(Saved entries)
══════════════════════════════
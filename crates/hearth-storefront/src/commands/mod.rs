//! # Actions Module
//!
//! The storefront actions a display layer invokes. Each action is a plain
//! function over the session's state containers; responses are the
//! serializable shapes the display layer renders.

pub mod cart;
pub mod checkout;
pub mod product;
pub mod wishlist;

pub use cart::CartResponse;
pub use checkout::{
    CustomerInfo, OrderConfirmation, OrderLine, OrderRequest, OrderSummary, PaymentDetails,
    ShippingAddress,
};
pub use wishlist::WishlistResponse;
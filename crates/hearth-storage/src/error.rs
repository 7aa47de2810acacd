//! # Storage Error Types
//!
//! Error types for persistence operations.
//!
//! Only *writes* surface errors: callers persist fire-and-forget and log
//! a warning on failure. Read problems (missing file, unreadable file,
//! corrupt JSON) never become errors at all; [`crate::LocalStore::load`]
//! maps them to `None` so a store always starts from valid state.

use thiserror::Error;

/// Persistence operation errors.
#[derive(Debug, Error)]
pub enum StorageError {
    /// The storage root could not be created or opened.
    #[error("Failed to open storage root '{path}': {reason}")]
    OpenFailed { path: String, reason: String },

    /// A blob could not be written.
    #[error("Failed to write blob '{key}': {reason}")]
    WriteFailed { key: String, reason: String },

    /// A value could not be serialized to JSON.
    #[error("Failed to serialize blob '{key}': {reason}")]
    SerializeFailed { key: String, reason: String },

    /// A blob could not be removed.
    #[error("Failed to remove blob '{key}': {reason}")]
    RemoveFailed { key: String, reason: String },
}

/// Result type for storage operations.
pub type StorageResult<T> = Result<T, StorageError>;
══════════════════════════════
Activity -
The output should be exactly the lines above from the line containing "repository 7aa47de2810acacd" to the line containing "for storage operations.", inclusive, with no other lines.

Your solution -
repository 7aa47de2810acacd
//! # Storage Error Types
//!
//! Error types for persistence operations.
//!
//! Only *writes* surface errors: callers persist fire-and-forget and log
//! a warning on failure. Read problems (missing file, unreadable file,
//! corrupt JSON) never become errors at all; [`crate::LocalStore::load`]
//! maps them to `None` so a store always starts from valid state.

use thiserror::Error;

/// Persistence operation errors.
#[derive(Debug, Error)]
pub enum StorageError {
    /// The storage root could not be created or opened.
    #[error("Failed to open storage root '{path}': {reason}")]
    OpenFailed { path: String, reason: String },

    /// A blob could not be written.
    #[error("Failed to write blob '{key}': {reason}")]
    WriteFailed { key: String, reason: String },

    /// A value could not be serialized to JSON.
    #[error("Failed to serialize blob '{key}': {reason}")]
    SerializeFailed { key: String, reason: String },

    /// A blob could not be removed.
    #[error("Failed to remove blob '{key}': {reason}")]
    RemoveFailed { key: String, reason: String },
}

/// Result type for storage operations.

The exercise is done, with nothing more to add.